|Me being a skydiver|
I ran into my friend John in the breakfast room on Friday and decided to go to the Drop Zone (DZ) with him and his roommate, Gary, instead of driving my rental car. It gets really crowded and I was anxious to take as few chances as possible that it would not be damaged in the parking lot. He has a big SUV, so it was perfect. We hung out all day on Friday, and yesterday, Saturday, we did the same, as we needed to be at the Skills Camp well before 8:00am. There are more than sixty people signed up for the camp, and we gathered and learned what groups we would be assigned to for the first day.
There are only a few women among all these men, and I was the only woman in my group of 15, other than the organizer, Carol Jones. She is not actually old enough yet to be in SOS, but this camp is designed to make sure that we are able to learn skills that can be used for the larger formation, which will begin on Wednesday, the day I return home. Most of the people in the camp will be staying for it, but I really have no interest in being on a huge formation. It usually takes at least 8 or 10 tries before they are accomplished, if they ever complete. There are five airplanes in formation, and everyone must leave at the same time from each plane and the formation builds from the inside, or the base, and each person must attach to that formation in the right spot, with the right grip, and everyone must be there for it to count as a record. You have only a little over a minute for this to happen before it's time to break.

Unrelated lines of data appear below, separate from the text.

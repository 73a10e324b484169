use aegis::config::Config;
use aegis::installers::{is_elevated, privileges_notice};
use aegis::mapping_store::MappingStore;
use aegis::resolver::CommandResolver;
use aegis::ui::{OutputSink, Prompt, Reply, TerminalSink, stdin_prompt};
use clap::{Arg, Command};
use std::sync::Arc;
use tracing::{debug, info};
use tracing_subscriber::EnvFilter;

const PROMPT: &str = "aegis> ";

#[tokio::main]
async fn main() -> anyhow::Result<()> {
    tracing_subscriber::fmt()
        .with_env_filter(EnvFilter::from_default_env())
        .with_writer(std::io::stderr)
        .init();

    let matches = Command::new("aegis")
        .about("Command resolver that finds, installs and learns missing CLI tools")
        .long_about(
            "aegis checks whether a command exists, installs it through a known package \
             manager when it does not, and asks an assistant about commands it has never seen",
        )
        .arg(
            Arg::new("command")
                .help("Resolve this command once and exit")
                .num_args(1..)
                .trailing_var_arg(true)
                .allow_hyphen_values(true),
        )
        .arg(
            Arg::new("set-api-key")
                .long("set-api-key")
                .help("Store the assistant API key in the config file")
                .value_name("API_KEY")
                .num_args(1),
        )
        .arg(
            Arg::new("config")
                .long("config")
                .help("Show configuration and mapping file information")
                .action(clap::ArgAction::SetTrue),
        )
        .get_matches();

    // Handle configuration commands
    if let Some(api_key) = matches.get_one::<String>("set-api-key") {
        // Only the file's own settings are written back, never env overrides.
        let mut config = Config::load_from(&Config::get_config_path()?);
        config.set_api_key(api_key.clone())?;
        println!("✅ API key saved successfully");
        return Ok(());
    }

    let config = Config::load()?;

    if matches.get_flag("config") {
        let mappings_path = MappingStore::locate(&config)?;
        config.show_config_info(&mappings_path)?;
        return Ok(());
    }

    let sink: Arc<dyn OutputSink> = Arc::new(TerminalSink::new());
    if let Some(diagnostic) = config.diagnostic() {
        sink.emit(diagnostic);
    }
    if let Some(notice) = privileges_notice(is_elevated()) {
        sink.emit(notice);
    }

    let mut resolver = CommandResolver::from_config(config, Arc::clone(&sink))?;
    if let Some(diagnostic) = resolver.store().diagnostic() {
        sink.emit(diagnostic);
    }

    // Ctrl-C stops the running child, never the shell. The line editor
    // reports it while typing.
    tokio::spawn(async {
        while tokio::signal::ctrl_c().await.is_ok() {
            debug!("Interrupt received");
        }
    });
    let mut prompt = stdin_prompt();

    let command: Vec<String> = matches
        .get_many::<String>("command")
        .unwrap_or_default()
        .map(|s| s.to_string())
        .collect();

    if !command.is_empty() {
        let input = command.join(" ");
        let outcome = resolver.resolve(&input, prompt.as_mut()).await;
        info!("Resolved '{}': {:?}", input, outcome);
        return Ok(());
    }

    run_shell(&mut resolver, prompt.as_mut(), sink.as_ref()).await;
    Ok(())
}

async fn run_shell(resolver: &mut CommandResolver, prompt: &mut dyn Prompt, sink: &dyn OutputSink) {
    sink.emit("🛡️  Aegis shell. Type a command to run or install it, or 'exit' to quit.");

    loop {
        let line = match prompt.read(PROMPT) {
            Reply::Line(line) => line,
            Reply::Interrupted => continue,
            Reply::Closed => break,
        };
        if line.eq_ignore_ascii_case("exit") {
            sink.emit("👋 Goodbye");
            break;
        }
        let outcome = resolver.resolve(&line, prompt).await;
        info!("Resolved '{}': {:?}", line, outcome);
    }
}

I've learned from many earlier times I was on big formations that I don't do well with that kind of pressure. Each plane has a separate camera person, and the organizers get together after each attempt and analyze what went wrong, or, more accurately, who messed up. They do what they can to change things so that the next attempt is likely to succeed. This takes time and effort. I was told to stand down many years ago because I didn't do well, and I was crushed. I want to have fun doing this, not stress myself out!
Well, the Skills Camp is designed to allow you to improve your skills and no pressure is applied about performance. Of course, the organizers are also looking to see who is likely to be allowed to start on the large formation and who will be "on the bench" to be in smaller skydives while the others attempt to set a record. Yesterday I made four skydives with my group of 15. We started with two no-contact skydives, where we were told to fly in a particular spot and not take grips. The first one was pretty spread out, as we were supposed to be "five feet up and five feet back" from the person in front of us. The next skydive we were to fly within a grip's length but not touch anybody. It was really fun and I was pleased with my performance, and with those of my group. We looked good on video.

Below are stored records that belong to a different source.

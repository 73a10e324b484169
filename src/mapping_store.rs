//! Durable command → installer-strategy mappings.
//!
//! The store is a single JSON object keyed by lowercase command name. It is
//! read once at startup and rewritten in full whenever a new strategy is
//! learned. Loading never fails: a missing or malformed file yields an empty
//! store plus a diagnostic for the caller to print.

use crate::config::Config;
use crate::error::AegisError;
use crate::installers::{InstallTarget, parse_install_command};
use anyhow::Result;
use indexmap::IndexMap;
use serde::{Deserialize, Serialize};
use serde_json::Value;
use std::env;
use std::fs;
use std::path::{Path, PathBuf};
use tracing::{debug, info, warn};

const MAPPING_FILE: &str = "command_mapping.json";

/// One persisted mapping record.
///
/// A record is either a single strategy (`installer` + `package`, or an
/// `install_cmd` string) or a multi-option strategy (`options`). Fields the
/// engine does not know are kept so they survive a rewrite.
#[derive(Debug, Clone, Default, PartialEq, Serialize, Deserialize)]
pub struct MappingRecord {
    #[serde(default, skip_serializing_if = "Option::is_none")]
    pub language: Option<String>,
    #[serde(default, skip_serializing_if = "Option::is_none")]
    pub installer: Option<String>,
    #[serde(default, skip_serializing_if = "Option::is_none")]
    pub package: Option<String>,
    #[serde(default, skip_serializing_if = "Option::is_none")]
    pub install_cmd: Option<String>,
    /// Environment label → install invocation, in presentation order.
    #[serde(default, skip_serializing_if = "Option::is_none")]
    pub options: Option<IndexMap<String, String>>,
    /// Label of the option that last installed successfully.
    #[serde(default, skip_serializing_if = "Option::is_none")]
    pub preferred: Option<String>,
    #[serde(flatten)]
    pub extra: serde_json::Map<String, Value>,
}

/// How a mapped command is installed.
#[derive(Debug, Clone, PartialEq)]
pub enum Strategy {
    Single(InstallTarget),
    MultiOption(IndexMap<String, String>),
}

impl MappingRecord {
    pub fn single(target: &InstallTarget) -> Self {
        Self {
            installer: Some(target.installer.clone()),
            package: Some(target.package.clone()),
            ..Self::default()
        }
    }

    /// Interprets the record. Options take precedence over a single strategy.
    pub fn strategy(&self) -> Result<Strategy, AegisError> {
        if let Some(options) = &self.options {
            if options.is_empty() {
                return Err(AegisError::parse("mapping record", "empty options"));
            }
            return Ok(Strategy::MultiOption(options.clone()));
        }
        match (&self.installer, &self.package, &self.install_cmd) {
            (Some(installer), Some(package), _) => {
                Ok(Strategy::Single(InstallTarget::new(installer, package)))
            }
            (_, _, Some(cmd)) => Ok(Strategy::Single(parse_install_command(cmd)?)),
            _ => Err(AegisError::parse(
                "mapping record",
                serde_json::to_string(self).unwrap_or_default(),
            )),
        }
    }
}

/// A stored value: a record the engine understands, or raw JSON it does not.
///
/// Unreadable values are written back untouched so a rewrite never drops
/// hand-edited entries.
#[derive(Debug, Clone, Serialize)]
#[serde(untagged)]
enum Entry {
    Record(MappingRecord),
    Unreadable(Value),
}

impl Entry {
    fn record(&self) -> Option<&MappingRecord> {
        match self {
            Entry::Record(record) => Some(record),
            Entry::Unreadable(_) => None,
        }
    }
}

pub struct MappingStore {
    path: PathBuf,
    records: IndexMap<String, Entry>,
    diagnostic: Option<String>,
}

impl MappingStore {
    /// Loads the store at `path`, degrading to an empty store on any problem.
    pub fn load(path: impl Into<PathBuf>) -> Self {
        let path = path.into();
        let mut store = Self {
            path,
            records: IndexMap::new(),
            diagnostic: None,
        };

        if !store.path.exists() {
            debug!("No mapping file at {}", store.path.display());
            return store;
        }

        let content = match fs::read_to_string(&store.path) {
            Ok(content) => content,
            Err(e) => {
                store.diagnostic = Some(format!(
                    "⚠️  Could not read {}: {}; starting with no mappings",
                    store.path.display(),
                    e
                ));
                return store;
            }
        };

        let raw: IndexMap<String, Value> = match serde_json::from_str(&content) {
            Ok(raw) => raw,
            Err(e) => {
                warn!("Malformed mapping file {}: {}", store.path.display(), e);
                store.diagnostic = Some(format!(
                    "⚠️  Mapping file {} is malformed ({}); starting with no mappings",
                    store.path.display(),
                    e
                ));
                return store;
            }
        };

        let mut skipped = Vec::new();
        for (command, value) in raw {
            match MappingRecord::deserialize(&value) {
                Ok(record) => {
                    store.records.insert(command.to_lowercase(), Entry::Record(record));
                }
                Err(e) => {
                    debug!("Skipping mapping '{}': {}", command, e);
                    store
                        .records
                        .insert(command.to_lowercase(), Entry::Unreadable(value));
                    skipped.push(command);
                }
            }
        }
        if !skipped.is_empty() {
            store.diagnostic = Some(format!(
                "⚠️  Ignored malformed mapping records (kept in the file as-is): {}",
                skipped.join(", ")
            ));
        }

        info!(
            "Loaded {} mappings from {}",
            store.len(),
            store.path.display()
        );
        store
    }

    /// Finds the mapping file for this session.
    ///
    /// Order: the configured `mappings_file`, the nearest
    /// `.aegis/command_mapping.json` above the current directory, then the
    /// file in the aegis home directory.
    pub fn locate(config: &Config) -> Result<PathBuf> {
        if let Some(path) = &config.mappings_file {
            return Ok(path.clone());
        }
        if let Some(path) = Self::find_in_hierarchy(&env::current_dir()?) {
            return Ok(path);
        }
        Ok(Config::aegis_home()?.join(MAPPING_FILE))
    }

    fn find_in_hierarchy(start: &Path) -> Option<PathBuf> {
        let mut current = Some(start);
        while let Some(dir) = current {
            let candidate = dir.join(".aegis").join(MAPPING_FILE);
            if candidate.is_file() {
                debug!("Found mapping file at {}", candidate.display());
                return Some(candidate);
            }
            current = dir.parent();
        }
        None
    }

    pub fn get(&self, command: &str) -> Option<&MappingRecord> {
        self.records.get(&command.to_lowercase())?.record()
    }

    pub fn get_mut(&mut self, command: &str) -> Option<&mut MappingRecord> {
        match self.records.get_mut(&command.to_lowercase())? {
            Entry::Record(record) => Some(record),
            Entry::Unreadable(_) => None,
        }
    }

    /// Inserts or overwrites the record for `command`.
    pub fn insert(&mut self, command: &str, record: MappingRecord) {
        self.records
            .insert(command.to_lowercase(), Entry::Record(record));
    }

    /// Number of usable records.
    pub fn len(&self) -> usize {
        self.records.values().filter_map(Entry::record).count()
    }

    pub fn is_empty(&self) -> bool {
        self.len() == 0
    }

    /// Commands with usable records, in file order.
    pub fn commands(&self) -> impl Iterator<Item = &str> {
        self.records
            .iter()
            .filter(|(_, entry)| entry.record().is_some())
            .map(|(command, _)| command.as_str())
    }

    pub fn path(&self) -> &Path {
        &self.path
    }

    /// Problem found while loading, if any.
    pub fn diagnostic(&self) -> Option<&str> {
        self.diagnostic.as_deref()
    }

    /// Rewrites the whole file from the in-memory records.
    pub fn save(&self) -> Result<(), AegisError> {
        if let Some(parent) = self.path.parent() {
            if !parent.as_os_str().is_empty() {
                fs::create_dir_all(parent)?;
            }
        }
        let mut content = serde_json::to_string_pretty(&self.records)?;
        content.push('\n');
        fs::write(&self.path, content)?;
        info!(
            "Saved {} mappings to {}",
            self.len(),
            self.path.display()
        );
        Ok(())
    }
}

#[cfg(test)]
mod tests {
    use super::*;
    use tempfile::TempDir;

    const SAMPLE: &str = r#"{
  "git": {
    "language": "system",
    "installer": "winget",
    "package": "Git.Git"
  },
  "foo": {
    "installer": "pip",
    "package": "foo-cli"
  },
  "http": {
    "install_cmd": "pip install httpie"
  },
  "python": {
    "language": "multi",
    "options": {
      "python": "pip install x",
      "javascript": "npm install x"
    },
    "notes": "kept as-is"
  }
}
"#;

    fn write_sample(dir: &TempDir) -> PathBuf {
        let path = dir.path().join(MAPPING_FILE);
        fs::write(&path, SAMPLE).unwrap();
        path
    }

    #[test]
    fn test_load_missing_file_is_empty_without_diagnostic() {
        let dir = TempDir::new().unwrap();
        let store = MappingStore::load(dir.path().join("nope.json"));

        assert!(store.is_empty());
        assert!(store.diagnostic().is_none());
    }

    #[test]
    fn test_load_malformed_file_is_empty_with_diagnostic() {
        let dir = TempDir::new().unwrap();
        let path = dir.path().join(MAPPING_FILE);
        fs::write(&path, "{ not json").unwrap();

        let store = MappingStore::load(&path);

        assert!(store.is_empty());
        assert!(store.diagnostic().unwrap().contains("malformed"));
    }

    #[test]
    fn test_load_skips_non_object_records() {
        let dir = TempDir::new().unwrap();
        let path = dir.path().join(MAPPING_FILE);
        fs::write(&path, r#"{"jq": {"installer": "apt", "package": "jq"}, "bad": 42}"#).unwrap();

        let store = MappingStore::load(&path);

        assert_eq!(store.len(), 1);
        assert!(store.get("jq").is_some());
        assert!(store.get("bad").is_none());
        assert!(store.diagnostic().unwrap().contains("bad"));
    }

    #[test]
    fn test_unreadable_records_survive_a_rewrite() {
        let dir = TempDir::new().unwrap();
        let path = dir.path().join(MAPPING_FILE);
        fs::write(&path, r#"{"bad": 42, "odd": {"installer": 7}}"#).unwrap();

        let mut store = MappingStore::load(&path);
        store.insert("jq", MappingRecord::single(&InstallTarget::new("apt", "jq")));
        store.save().unwrap();

        let raw: Value = serde_json::from_str(&fs::read_to_string(&path).unwrap()).unwrap();
        assert_eq!(raw["bad"], 42);
        assert_eq!(raw["odd"], serde_json::json!({"installer": 7}));
        assert_eq!(raw["jq"]["package"], "jq");
        assert_eq!(MappingStore::load(&path).len(), 1);
    }

    #[test]
    fn test_save_of_load_is_a_fixed_point() {
        let dir = TempDir::new().unwrap();
        let path = write_sample(&dir);

        MappingStore::load(&path).save().unwrap();

        assert_eq!(fs::read_to_string(&path).unwrap(), SAMPLE);
    }

    #[test]
    fn test_preserves_insertion_order() {
        let dir = TempDir::new().unwrap();
        let store = MappingStore::load(write_sample(&dir));

        let commands: Vec<&str> = store.commands().collect();
        assert_eq!(commands, vec!["git", "foo", "http", "python"]);

        let Strategy::MultiOption(options) = store.get("python").unwrap().strategy().unwrap() else {
            panic!("expected options");
        };
        let labels: Vec<&String> = options.keys().collect();
        assert_eq!(labels, vec!["python", "javascript"]);
    }

    #[test]
    fn test_strategy_shapes() {
        let dir = TempDir::new().unwrap();
        let store = MappingStore::load(write_sample(&dir));

        assert_eq!(
            store.get("FOO").unwrap().strategy().unwrap(),
            Strategy::Single(InstallTarget::new("pip", "foo-cli"))
        );
        assert_eq!(
            store.get("http").unwrap().strategy().unwrap(),
            Strategy::Single(InstallTarget::new("pip", "httpie"))
        );
    }

    #[test]
    fn test_uninterpretable_record_is_parse_error() {
        let record = MappingRecord {
            install_cmd: Some("npm".to_string()),
            ..MappingRecord::default()
        };
        assert!(matches!(record.strategy(), Err(AegisError::Parse { .. })));

        let empty = MappingRecord::default();
        assert!(empty.strategy().is_err());
    }

    #[test]
    fn test_insert_overwrites_and_persists() {
        let dir = TempDir::new().unwrap();
        let path = dir.path().join("nested").join(MAPPING_FILE);
        let mut store = MappingStore::load(&path);

        store.insert("Zork", MappingRecord::single(&InstallTarget::new("npm", "zork")));
        store.insert("zork", MappingRecord::single(&InstallTarget::new("pip", "zork-cli")));
        store.save().unwrap();

        let reloaded = MappingStore::load(&path);
        assert_eq!(reloaded.len(), 1);
        assert_eq!(
            reloaded.get("zork").unwrap().strategy().unwrap(),
            Strategy::Single(InstallTarget::new("pip", "zork-cli"))
        );
        let raw: Value = serde_json::from_str(&fs::read_to_string(&path).unwrap()).unwrap();
        assert_eq!(raw["zork"], serde_json::json!({"installer": "pip", "package": "zork-cli"}));
    }

    #[test]
    fn test_find_in_hierarchy_walks_up() {
        let dir = TempDir::new().unwrap();
        let aegis = dir.path().join(".aegis");
        fs::create_dir_all(&aegis).unwrap();
        fs::write(aegis.join(MAPPING_FILE), "{}").unwrap();
        let nested = dir.path().join("a").join("b");
        fs::create_dir_all(&nested).unwrap();

        assert_eq!(
            MappingStore::find_in_hierarchy(&nested),
            Some(aegis.join(MAPPING_FILE))
        );
    }

    #[test]
    fn test_locate_prefers_configured_file() {
        let mut config = Config::default();
        config.mappings_file = Some(PathBuf::from("/tmp/custom.json"));
        assert_eq!(
            MappingStore::locate(&config).unwrap(),
            PathBuf::from("/tmp/custom.json")
        );
    }
}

So on to making a formation of fifteen! The next two skydives were attempts to link up, although we didn't complete either one, I felt good about the progress we had all made from the first skydive earlier in the day. By the time I was finished with that last skydive, I was sore, tired, and ready for dinner, as it was almost 6:00pm. A dinner was scheduled at the DZ at 7:30, so John and Gary decided to go back to the hotel to freshen up. I went with them, but with an ulterior motive: I wanted to pick up my own car so I could head back earlier than them, as I knew that once I ate dinner I would want to just climb into my bed and sleep.
That's just what happened. There was a lot of festive beer and wine shared amongst everyone, and dinner was very good, as they had the sausage hot dogs separate from everything else, so I was able to have pasta, salad, and vegetables, even if they were a bit overcooked for my taste. Once I had dinner, I didn't even say goodbye to John and Gary, I just went back to the hotel. I realized that my cell phone was in John's car in my gear bag, but frankly, I just didn't care. I needed to sleep, so I lay down on my bed and didn't even open by computer to check my email. It was not even 9:00pm when I was fast asleep. Now it's almost 6:00am in the morning on Sunday, and I am so glad to be well rested, since today we will make another four skydives.
They will probably mix up the groups, but I had so much fun with Carol yesterday, and I learned a great deal, too. The other three organizers are male, as are almost all of the SOS crowd, but among the sixty or so in the camp, there are five other women. I talked with them and everyone was pleased with the way the camp is progressing. We will then have up to four attempts to make a new record on Monday of all SOS women. Eleven women are signed up for it, although not all of them are in the Skills Camp.
By the time I get to Tuesday, if I want I can either make some more skydives or just rest up for the journey home on Wednesday. The way I feel right now, I can almost guarantee that Tuesday will not be spent skydiving. Although my shoulders are a little sore, I am really pleased to be here, enjoying being with my older skydiving peers. I thought I was the only one worried about my knee, but it turns out I've seen some really interesting knee braces, and every one of us, being over sixty, has some sort of infirmity. John took out his hearing aids before donning his skydiving helmet, and I hadn't even realized he uses them. He said they are way too expensive to lose one, and he doesn't need to hear on a skydive!
Of the four jumps yesterday, all my landings were good, and I didn't stress my knee at all. I'm hoping for the same today. And tomorrow. Lordy, I know how tired I'll be tonight, but it's all good, and I'm pushing myself to the limit. And having fun. Now it's time to shower and get downstairs to the breakfast room before heading off to the DZ. Until next Sunday, be well and thanks to everyone for your good wishes about this adventure of mine!